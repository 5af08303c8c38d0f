//! The bounded queues connecting pipeline stages
//!
//! A `ChannelTransport` owns four multi-producer/multi-consumer queues
//! (requests, responses, items, errors) of equal capacity. A full queue blocks
//! its senders; that is the only backpressure in the engine.
//!
//! The lifecycle is `Uninitialized -> Initialized -> Closed`. Status reads and
//! the init/close transitions share one reader/writer lock, so an accessor
//! never observes a half-built set of queues.

use crate::model::{Request, Response};
use crate::CrawlError;
use kanal::{AsyncReceiver, AsyncSender};
use std::fmt;
use std::sync::{PoisonError, RwLock};
use thiserror::Error;

/// Errors returned by transport accessors and transitions
#[derive(Debug, Clone, Copy, Error, PartialEq, Eq)]
pub enum TransportError {
    #[error("Transport is not initialized")]
    Uninitialized,

    #[error("Transport is closed")]
    Closed,

    #[error("Queue capacity must be greater than 0")]
    InvalidCapacity,
}

/// Lifecycle state of a transport
#[derive(Debug, Clone, Copy, PartialEq, Eq, Default)]
pub enum TransportStatus {
    #[default]
    Uninitialized,
    Initialized,
    Closed,
}

impl fmt::Display for TransportStatus {
    fn fmt(&self, f: &mut fmt::Formatter<'_>) -> fmt::Result {
        let name = match self {
            Self::Uninitialized => "uninitialized",
            Self::Initialized => "initialized",
            Self::Closed => "closed",
        };
        f.write_str(name)
    }
}

/// Both ends of one bounded queue
pub struct QueueHandle<T> {
    sender: AsyncSender<T>,
    receiver: AsyncReceiver<T>,
}

impl<T> Clone for QueueHandle<T> {
    fn clone(&self) -> Self {
        Self {
            sender: self.sender.clone(),
            receiver: self.receiver.clone(),
        }
    }
}

impl<T> QueueHandle<T> {
    fn bounded(capacity: u32) -> Self {
        let (sender, receiver) = kanal::bounded_async(capacity as usize);
        Self { sender, receiver }
    }

    /// A queue whose sends never wait
    pub(crate) fn unbounded() -> Self {
        let (sender, receiver) = kanal::unbounded_async();
        Self { sender, receiver }
    }

    pub fn sender(&self) -> &AsyncSender<T> {
        &self.sender
    }

    pub fn receiver(&self) -> &AsyncReceiver<T> {
        &self.receiver
    }

    pub fn len(&self) -> usize {
        self.receiver.len()
    }

    pub fn is_empty(&self) -> bool {
        self.receiver.is_empty()
    }

    fn usage(&self, capacity: u32) -> QueueUsage {
        QueueUsage {
            len: self.len(),
            capacity: capacity as usize,
        }
    }

    pub(crate) fn close(&self) {
        let _ = self.sender.close();
    }
}

/// Occupancy of one queue
#[derive(Debug, Clone, Copy, PartialEq, Eq, Default)]
pub struct QueueUsage {
    pub len: usize,
    pub capacity: usize,
}

impl fmt::Display for QueueUsage {
    fn fmt(&self, f: &mut fmt::Formatter<'_>) -> fmt::Result {
        write!(f, "{}/{}", self.len, self.capacity)
    }
}

/// Best-effort snapshot of a transport; may be stale as soon as it is taken
#[derive(Debug, Clone, Copy, PartialEq, Eq)]
pub struct TransportSummary {
    pub status: TransportStatus,
    pub requests: QueueUsage,
    pub responses: QueueUsage,
    pub items: QueueUsage,
    pub errors: QueueUsage,
}

impl fmt::Display for TransportSummary {
    fn fmt(&self, f: &mut fmt::Formatter<'_>) -> fmt::Result {
        write!(
            f,
            "status: {}, request queue: {}, response queue: {}, item queue: {}, error queue: {}",
            self.status, self.requests, self.responses, self.items, self.errors
        )
    }
}

struct Queues<I> {
    requests: QueueHandle<Request>,
    responses: QueueHandle<Response>,
    items: QueueHandle<I>,
    errors: QueueHandle<CrawlError>,
}

impl<I> Queues<I> {
    fn new(capacity: u32) -> Self {
        Self {
            requests: QueueHandle::bounded(capacity),
            responses: QueueHandle::bounded(capacity),
            items: QueueHandle::bounded(capacity),
            errors: QueueHandle::bounded(capacity),
        }
    }

    fn close(&self) {
        self.requests.close();
        self.responses.close();
        self.items.close();
        self.errors.close();
    }
}

struct TransportState<I> {
    status: TransportStatus,
    capacity: u32,
    queues: Option<Queues<I>>,
}

/// Four bounded queues with an explicit lifecycle
pub struct ChannelTransport<I> {
    state: RwLock<TransportState<I>>,
}

impl<I> Default for ChannelTransport<I> {
    fn default() -> Self {
        Self::new()
    }
}

impl<I> ChannelTransport<I> {
    /// Creates an uninitialized transport
    pub fn new() -> Self {
        Self {
            state: RwLock::new(TransportState {
                status: TransportStatus::Uninitialized,
                capacity: 0,
                queues: None,
            }),
        }
    }

    /// Creates a transport and initializes it with `capacity` slots per queue
    pub fn with_capacity(capacity: u32) -> Result<Self, TransportError> {
        let transport = Self::new();
        transport.init(capacity, false)?;
        Ok(transport)
    }

    /// Allocates the four queues
    ///
    /// # Returns
    ///
    /// * `Ok(true)` - Queues were (re)allocated
    /// * `Ok(false)` - Already initialized and `reset` is false; nothing changed
    /// * `Err(TransportError::InvalidCapacity)` - `capacity` is 0
    /// * `Err(TransportError::Closed)` - The transport was closed; it cannot be revived
    pub fn init(&self, capacity: u32, reset: bool) -> Result<bool, TransportError> {
        if capacity == 0 {
            return Err(TransportError::InvalidCapacity);
        }

        let mut state = self.state.write().unwrap_or_else(PoisonError::into_inner);
        match state.status {
            TransportStatus::Closed => return Err(TransportError::Closed),
            TransportStatus::Initialized if !reset => return Ok(false),
            _ => {}
        }

        state.capacity = capacity;
        state.queues = Some(Queues::new(capacity));
        state.status = TransportStatus::Initialized;
        tracing::debug!("Transport initialized with capacity {}", capacity);
        Ok(true)
    }

    /// Closes every queue; returns false unless the transport was initialized
    ///
    /// Only call this once every producer has exited, otherwise pending sends
    /// fail.
    pub fn close(&self) -> bool {
        let mut state = self.state.write().unwrap_or_else(PoisonError::into_inner);
        if state.status != TransportStatus::Initialized {
            return false;
        }
        if let Some(queues) = &state.queues {
            queues.close();
        }
        state.status = TransportStatus::Closed;
        tracing::debug!("Transport closed");
        true
    }

    pub fn status(&self) -> TransportStatus {
        self.state
            .read()
            .unwrap_or_else(PoisonError::into_inner)
            .status
    }

    pub fn capacity(&self) -> u32 {
        self.state
            .read()
            .unwrap_or_else(PoisonError::into_inner)
            .capacity
    }

    fn with_queues<T>(&self, pick: impl FnOnce(&Queues<I>) -> T) -> Result<T, TransportError> {
        let state = self.state.read().unwrap_or_else(PoisonError::into_inner);
        match (state.status, &state.queues) {
            (TransportStatus::Initialized, Some(queues)) => Ok(pick(queues)),
            (TransportStatus::Closed, _) => Err(TransportError::Closed),
            _ => Err(TransportError::Uninitialized),
        }
    }

    pub fn request_queue(&self) -> Result<QueueHandle<Request>, TransportError> {
        self.with_queues(|q| q.requests.clone())
    }

    pub fn response_queue(&self) -> Result<QueueHandle<Response>, TransportError> {
        self.with_queues(|q| q.responses.clone())
    }

    pub fn item_queue(&self) -> Result<QueueHandle<I>, TransportError> {
        self.with_queues(|q| q.items.clone())
    }

    pub fn error_queue(&self) -> Result<QueueHandle<CrawlError>, TransportError> {
        self.with_queues(|q| q.errors.clone())
    }

    /// Returns true if all four queues are empty (or were never allocated)
    pub fn is_drained(&self) -> bool {
        let state = self.state.read().unwrap_or_else(PoisonError::into_inner);
        match &state.queues {
            Some(q) => {
                q.requests.is_empty()
                    && q.responses.is_empty()
                    && q.items.is_empty()
                    && q.errors.is_empty()
            }
            None => true,
        }
    }

    pub fn summary(&self) -> TransportSummary {
        let state = self.state.read().unwrap_or_else(PoisonError::into_inner);
        let capacity = state.capacity;
        match &state.queues {
            Some(q) => TransportSummary {
                status: state.status,
                requests: q.requests.usage(capacity),
                responses: q.responses.usage(capacity),
                items: q.items.usage(capacity),
                errors: q.errors.usage(capacity),
            },
            None => TransportSummary {
                status: state.status,
                requests: QueueUsage::default(),
                responses: QueueUsage::default(),
                items: QueueUsage::default(),
                errors: QueueUsage::default(),
            },
        }
    }
}

#[cfg(test)]
mod tests {
    use super::*;

    type TestTransport = ChannelTransport<String>;

    #[test]
    fn test_init_rejects_zero_capacity() {
        let transport = TestTransport::new();
        assert_eq!(transport.init(0, false), Err(TransportError::InvalidCapacity));
        assert_eq!(transport.status(), TransportStatus::Uninitialized);
    }

    #[test]
    fn test_init_is_idempotent_without_reset() {
        let transport = TestTransport::new();
        assert_eq!(transport.init(4, false), Ok(true));
        assert_eq!(transport.init(8, false), Ok(false));
        assert_eq!(transport.capacity(), 4);

        assert_eq!(transport.init(8, true), Ok(true));
        assert_eq!(transport.capacity(), 8);
    }

    #[test]
    fn test_accessors_before_init() {
        let transport = TestTransport::new();
        assert_eq!(
            transport.request_queue().err(),
            Some(TransportError::Uninitialized)
        );
        assert_eq!(
            transport.error_queue().err(),
            Some(TransportError::Uninitialized)
        );
    }

    #[test]
    fn test_close_lifecycle() {
        let transport = TestTransport::new();
        assert!(!transport.close(), "close before init must fail");

        transport.init(2, false).unwrap();
        assert!(transport.close());
        assert!(!transport.close());
        assert_eq!(transport.status(), TransportStatus::Closed);
        assert_eq!(
            transport.item_queue().err(),
            Some(TransportError::Closed)
        );
        assert_eq!(transport.init(2, true), Err(TransportError::Closed));
    }

    #[tokio::test]
    async fn test_summary_reports_occupancy() {
        let transport = TestTransport::with_capacity(3).unwrap();
        let items = transport.item_queue().unwrap();
        items.sender().send("one".to_string()).await.unwrap();
        items.sender().send("two".to_string()).await.unwrap();

        let summary = transport.summary();
        assert_eq!(summary.items, QueueUsage { len: 2, capacity: 3 });
        assert_eq!(summary.requests, QueueUsage { len: 0, capacity: 3 });
        assert_eq!(
            summary.to_string(),
            "status: initialized, request queue: 0/3, response queue: 0/3, item queue: 2/3, error queue: 0/3"
        );
        assert!(!transport.is_drained());

        items.receiver().recv().await.unwrap();
        items.receiver().recv().await.unwrap();
        assert!(transport.is_drained());
    }

    #[tokio::test]
    async fn test_queue_is_bounded() {
        let transport = TestTransport::with_capacity(1).unwrap();
        let items = transport.item_queue().unwrap();
        assert!(items.sender().try_send("a".to_string()).unwrap());
        assert!(!items.sender().try_send("b".to_string()).unwrap());
    }

    #[tokio::test]
    async fn test_close_ends_receivers() {
        let transport = TestTransport::with_capacity(2).unwrap();
        let requests = transport.request_queue().unwrap();
        transport.close();
        assert!(requests.receiver().recv().await.is_err());
    }
}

▬▬▬

ACTIVITY: Take the entries above and copy them exactly from the first line through the line with "use std::fmt;"; leave out every line after it.

RESPONSE AREA:
repository 5af08303c8c38d0f
//! The bounded queues connecting pipeline stages
//!
//! A `ChannelTransport` owns four multi-producer/multi-consumer queues
//! (requests, responses, items, errors) of equal capacity. A full queue blocks
//! its senders; that is the only backpressure in the engine.
//!
//! The lifecycle is `Uninitialized -> Initialized -> Closed`. Status reads and
//! the init/close transitions share one reader/writer lock, so an accessor
//! never observes a half-built set of queues.

use crate::model::{Request, Response};
use crate::CrawlError;
use kanal::{AsyncReceiver, AsyncSender};
use std::fmt;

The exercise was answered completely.